Each line of the data below that carries the word "value" needs to be copied.

SUPPLIED RECORDS: Begin

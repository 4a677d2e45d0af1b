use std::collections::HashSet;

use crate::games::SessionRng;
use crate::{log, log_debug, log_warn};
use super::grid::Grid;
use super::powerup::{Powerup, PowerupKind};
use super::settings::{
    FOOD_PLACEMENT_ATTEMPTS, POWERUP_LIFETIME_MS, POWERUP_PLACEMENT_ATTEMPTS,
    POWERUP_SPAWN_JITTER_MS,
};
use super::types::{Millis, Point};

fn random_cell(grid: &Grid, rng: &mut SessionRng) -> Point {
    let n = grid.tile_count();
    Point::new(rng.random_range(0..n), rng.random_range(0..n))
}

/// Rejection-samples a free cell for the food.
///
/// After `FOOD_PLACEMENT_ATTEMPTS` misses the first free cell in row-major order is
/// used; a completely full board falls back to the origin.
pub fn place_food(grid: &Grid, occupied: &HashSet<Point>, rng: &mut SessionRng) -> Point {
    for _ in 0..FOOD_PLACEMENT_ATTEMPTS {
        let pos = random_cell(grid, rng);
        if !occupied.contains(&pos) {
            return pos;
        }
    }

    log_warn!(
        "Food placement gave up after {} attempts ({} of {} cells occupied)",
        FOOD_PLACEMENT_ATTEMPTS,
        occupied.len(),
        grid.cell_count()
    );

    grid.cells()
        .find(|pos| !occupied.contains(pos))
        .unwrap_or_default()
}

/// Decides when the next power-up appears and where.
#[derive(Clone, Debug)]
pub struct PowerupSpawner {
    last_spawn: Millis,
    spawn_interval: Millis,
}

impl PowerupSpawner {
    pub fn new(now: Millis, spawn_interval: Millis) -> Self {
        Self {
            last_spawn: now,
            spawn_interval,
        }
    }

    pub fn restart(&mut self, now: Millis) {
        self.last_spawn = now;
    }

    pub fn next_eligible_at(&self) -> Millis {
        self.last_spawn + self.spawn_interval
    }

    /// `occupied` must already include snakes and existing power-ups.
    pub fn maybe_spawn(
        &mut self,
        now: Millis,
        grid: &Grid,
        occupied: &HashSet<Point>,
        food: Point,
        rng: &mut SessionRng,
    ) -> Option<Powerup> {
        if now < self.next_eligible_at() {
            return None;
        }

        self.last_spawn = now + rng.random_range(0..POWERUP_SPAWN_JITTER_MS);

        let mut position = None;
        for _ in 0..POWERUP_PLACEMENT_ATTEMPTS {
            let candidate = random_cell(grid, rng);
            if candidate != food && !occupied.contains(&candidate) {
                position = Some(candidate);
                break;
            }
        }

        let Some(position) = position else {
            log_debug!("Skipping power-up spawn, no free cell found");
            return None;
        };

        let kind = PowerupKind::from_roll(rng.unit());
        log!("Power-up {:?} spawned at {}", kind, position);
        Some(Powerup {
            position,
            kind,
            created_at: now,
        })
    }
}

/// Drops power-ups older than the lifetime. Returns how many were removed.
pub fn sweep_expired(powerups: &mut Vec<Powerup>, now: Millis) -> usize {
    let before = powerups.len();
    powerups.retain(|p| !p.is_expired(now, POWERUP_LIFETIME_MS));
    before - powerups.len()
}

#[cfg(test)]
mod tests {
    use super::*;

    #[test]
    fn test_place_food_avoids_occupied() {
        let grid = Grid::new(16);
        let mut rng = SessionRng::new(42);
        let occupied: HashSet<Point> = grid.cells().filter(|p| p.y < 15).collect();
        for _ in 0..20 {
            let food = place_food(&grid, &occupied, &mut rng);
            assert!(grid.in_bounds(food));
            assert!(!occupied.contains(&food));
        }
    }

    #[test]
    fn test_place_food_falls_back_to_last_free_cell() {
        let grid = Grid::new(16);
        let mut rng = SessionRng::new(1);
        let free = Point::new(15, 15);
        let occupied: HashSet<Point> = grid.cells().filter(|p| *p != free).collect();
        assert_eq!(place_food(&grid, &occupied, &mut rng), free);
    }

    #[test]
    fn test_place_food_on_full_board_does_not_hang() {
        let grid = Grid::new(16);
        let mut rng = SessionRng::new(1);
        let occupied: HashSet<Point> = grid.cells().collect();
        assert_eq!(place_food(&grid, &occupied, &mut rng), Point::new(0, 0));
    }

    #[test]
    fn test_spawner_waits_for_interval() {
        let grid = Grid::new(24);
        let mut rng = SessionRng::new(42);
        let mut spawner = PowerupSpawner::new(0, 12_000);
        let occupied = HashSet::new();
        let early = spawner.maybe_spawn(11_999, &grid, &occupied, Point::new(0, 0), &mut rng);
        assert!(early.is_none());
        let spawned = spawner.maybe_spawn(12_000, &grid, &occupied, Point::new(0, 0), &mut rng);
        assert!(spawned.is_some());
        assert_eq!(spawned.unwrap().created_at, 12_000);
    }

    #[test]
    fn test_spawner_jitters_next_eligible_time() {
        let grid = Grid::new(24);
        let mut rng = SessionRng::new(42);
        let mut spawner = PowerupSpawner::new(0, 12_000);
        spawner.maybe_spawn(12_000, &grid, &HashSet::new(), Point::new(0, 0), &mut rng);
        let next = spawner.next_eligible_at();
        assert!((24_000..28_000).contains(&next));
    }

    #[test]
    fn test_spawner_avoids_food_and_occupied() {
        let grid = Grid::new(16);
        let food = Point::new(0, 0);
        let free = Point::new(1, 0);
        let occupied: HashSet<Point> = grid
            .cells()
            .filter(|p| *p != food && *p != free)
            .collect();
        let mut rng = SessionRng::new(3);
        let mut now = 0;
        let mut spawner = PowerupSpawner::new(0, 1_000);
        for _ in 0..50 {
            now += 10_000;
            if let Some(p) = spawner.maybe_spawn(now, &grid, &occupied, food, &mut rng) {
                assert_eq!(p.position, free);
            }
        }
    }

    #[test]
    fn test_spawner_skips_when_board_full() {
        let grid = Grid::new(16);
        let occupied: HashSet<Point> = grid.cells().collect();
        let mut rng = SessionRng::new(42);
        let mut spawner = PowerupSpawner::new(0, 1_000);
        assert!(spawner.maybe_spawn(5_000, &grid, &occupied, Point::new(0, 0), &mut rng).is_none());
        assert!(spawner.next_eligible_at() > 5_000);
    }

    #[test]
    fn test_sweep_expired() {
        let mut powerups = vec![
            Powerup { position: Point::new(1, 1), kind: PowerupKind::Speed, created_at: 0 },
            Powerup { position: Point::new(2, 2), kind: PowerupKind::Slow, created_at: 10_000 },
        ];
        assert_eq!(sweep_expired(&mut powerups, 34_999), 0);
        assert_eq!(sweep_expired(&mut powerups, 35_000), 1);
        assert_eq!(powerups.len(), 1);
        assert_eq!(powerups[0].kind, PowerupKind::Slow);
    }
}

SUPPLIED RECORDS: End
SUPPLIED RECORDS: Begin

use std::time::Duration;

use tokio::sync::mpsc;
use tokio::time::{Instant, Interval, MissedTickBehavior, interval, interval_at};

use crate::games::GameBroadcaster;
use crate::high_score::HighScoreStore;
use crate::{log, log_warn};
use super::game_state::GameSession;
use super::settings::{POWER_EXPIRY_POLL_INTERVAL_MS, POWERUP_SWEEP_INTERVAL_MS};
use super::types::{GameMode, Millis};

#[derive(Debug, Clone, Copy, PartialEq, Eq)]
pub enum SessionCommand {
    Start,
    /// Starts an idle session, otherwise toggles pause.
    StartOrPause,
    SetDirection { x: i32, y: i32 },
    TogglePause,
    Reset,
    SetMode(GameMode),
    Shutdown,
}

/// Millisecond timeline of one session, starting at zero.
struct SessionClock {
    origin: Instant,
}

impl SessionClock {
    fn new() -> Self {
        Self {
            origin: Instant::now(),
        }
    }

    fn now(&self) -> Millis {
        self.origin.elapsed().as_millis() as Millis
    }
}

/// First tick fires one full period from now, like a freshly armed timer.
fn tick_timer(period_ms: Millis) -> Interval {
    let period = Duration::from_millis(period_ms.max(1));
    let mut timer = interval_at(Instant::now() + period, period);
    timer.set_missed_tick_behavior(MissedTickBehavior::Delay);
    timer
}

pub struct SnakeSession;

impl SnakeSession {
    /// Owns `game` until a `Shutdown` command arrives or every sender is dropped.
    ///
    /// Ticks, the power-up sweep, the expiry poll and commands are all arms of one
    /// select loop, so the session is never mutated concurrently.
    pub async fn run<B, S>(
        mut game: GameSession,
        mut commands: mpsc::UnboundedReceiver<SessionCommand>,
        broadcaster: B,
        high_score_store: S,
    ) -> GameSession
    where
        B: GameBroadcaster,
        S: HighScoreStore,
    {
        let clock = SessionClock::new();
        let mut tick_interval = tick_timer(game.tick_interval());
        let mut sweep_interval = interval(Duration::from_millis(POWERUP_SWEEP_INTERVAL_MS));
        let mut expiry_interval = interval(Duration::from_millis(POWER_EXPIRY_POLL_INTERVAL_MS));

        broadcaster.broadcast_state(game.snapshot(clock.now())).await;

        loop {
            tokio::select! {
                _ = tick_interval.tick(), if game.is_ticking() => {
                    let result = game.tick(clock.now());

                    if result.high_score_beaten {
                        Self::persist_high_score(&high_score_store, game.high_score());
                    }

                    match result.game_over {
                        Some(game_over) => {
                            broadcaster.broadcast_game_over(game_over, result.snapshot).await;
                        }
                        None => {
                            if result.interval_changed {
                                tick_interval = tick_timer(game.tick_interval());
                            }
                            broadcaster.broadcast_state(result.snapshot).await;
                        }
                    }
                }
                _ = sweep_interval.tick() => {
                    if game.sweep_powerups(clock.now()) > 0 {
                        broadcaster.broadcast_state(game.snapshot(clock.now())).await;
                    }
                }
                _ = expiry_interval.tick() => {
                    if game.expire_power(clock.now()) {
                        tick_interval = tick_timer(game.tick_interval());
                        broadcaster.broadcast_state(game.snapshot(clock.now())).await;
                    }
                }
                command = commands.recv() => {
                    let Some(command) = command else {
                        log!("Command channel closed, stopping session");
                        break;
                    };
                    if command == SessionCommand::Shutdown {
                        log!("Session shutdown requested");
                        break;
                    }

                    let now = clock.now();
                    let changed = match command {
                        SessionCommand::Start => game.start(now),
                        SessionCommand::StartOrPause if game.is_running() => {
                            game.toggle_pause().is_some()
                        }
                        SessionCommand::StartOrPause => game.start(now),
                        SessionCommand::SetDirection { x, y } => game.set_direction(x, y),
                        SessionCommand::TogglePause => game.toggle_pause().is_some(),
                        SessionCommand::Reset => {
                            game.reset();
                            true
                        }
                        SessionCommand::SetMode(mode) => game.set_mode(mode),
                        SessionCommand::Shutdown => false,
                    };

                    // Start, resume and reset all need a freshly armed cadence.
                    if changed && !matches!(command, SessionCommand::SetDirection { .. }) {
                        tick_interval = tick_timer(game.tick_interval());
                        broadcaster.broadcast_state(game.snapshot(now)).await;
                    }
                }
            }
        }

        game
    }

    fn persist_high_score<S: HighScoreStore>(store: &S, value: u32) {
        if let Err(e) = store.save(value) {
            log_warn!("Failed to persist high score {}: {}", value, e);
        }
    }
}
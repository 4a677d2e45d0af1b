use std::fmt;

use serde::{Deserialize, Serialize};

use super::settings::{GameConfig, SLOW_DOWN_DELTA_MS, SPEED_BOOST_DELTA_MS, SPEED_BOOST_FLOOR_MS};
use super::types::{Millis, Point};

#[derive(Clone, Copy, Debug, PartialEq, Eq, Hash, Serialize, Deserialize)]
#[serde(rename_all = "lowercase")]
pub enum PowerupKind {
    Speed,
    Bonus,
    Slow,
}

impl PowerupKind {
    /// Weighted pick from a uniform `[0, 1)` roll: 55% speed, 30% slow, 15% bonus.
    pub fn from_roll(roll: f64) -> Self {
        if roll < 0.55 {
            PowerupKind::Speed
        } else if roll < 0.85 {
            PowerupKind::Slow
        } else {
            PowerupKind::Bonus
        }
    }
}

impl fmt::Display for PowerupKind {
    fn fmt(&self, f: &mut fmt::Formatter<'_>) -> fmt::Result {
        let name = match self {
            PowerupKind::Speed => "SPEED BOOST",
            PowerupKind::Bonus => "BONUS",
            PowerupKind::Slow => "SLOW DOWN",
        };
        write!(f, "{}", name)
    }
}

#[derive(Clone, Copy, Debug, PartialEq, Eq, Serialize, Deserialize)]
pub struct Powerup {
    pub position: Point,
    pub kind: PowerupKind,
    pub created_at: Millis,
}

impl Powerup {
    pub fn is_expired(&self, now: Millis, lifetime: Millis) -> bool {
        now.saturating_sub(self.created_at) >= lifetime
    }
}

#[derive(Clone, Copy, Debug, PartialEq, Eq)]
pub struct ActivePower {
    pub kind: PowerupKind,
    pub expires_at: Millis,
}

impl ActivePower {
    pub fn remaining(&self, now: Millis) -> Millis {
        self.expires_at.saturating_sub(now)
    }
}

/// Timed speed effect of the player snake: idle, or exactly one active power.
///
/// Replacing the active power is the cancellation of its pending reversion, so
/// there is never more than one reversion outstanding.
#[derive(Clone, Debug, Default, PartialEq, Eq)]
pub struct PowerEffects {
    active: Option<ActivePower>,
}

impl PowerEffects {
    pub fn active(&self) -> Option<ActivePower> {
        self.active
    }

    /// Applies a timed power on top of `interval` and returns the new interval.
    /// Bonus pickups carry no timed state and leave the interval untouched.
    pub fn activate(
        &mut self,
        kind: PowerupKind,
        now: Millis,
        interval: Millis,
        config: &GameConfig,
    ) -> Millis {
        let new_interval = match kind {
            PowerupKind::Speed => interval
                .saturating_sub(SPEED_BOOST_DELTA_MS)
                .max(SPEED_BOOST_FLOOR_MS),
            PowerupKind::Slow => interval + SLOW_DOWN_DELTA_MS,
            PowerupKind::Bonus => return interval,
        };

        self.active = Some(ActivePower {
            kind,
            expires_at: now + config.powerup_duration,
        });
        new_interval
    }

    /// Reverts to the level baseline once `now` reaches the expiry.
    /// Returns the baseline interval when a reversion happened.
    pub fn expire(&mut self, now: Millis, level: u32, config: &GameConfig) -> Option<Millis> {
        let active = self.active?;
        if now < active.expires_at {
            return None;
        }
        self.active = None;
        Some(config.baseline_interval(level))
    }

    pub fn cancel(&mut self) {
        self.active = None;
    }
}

SUPPLIED RECORDS: End

> [RESULT]
    fn persist_high_score<S: HighScoreStore>(store: &S, value: u32) {
        if let Err(e) = store.save(value) {
            log_warn!("Failed to persist high score {}: {}", value, e);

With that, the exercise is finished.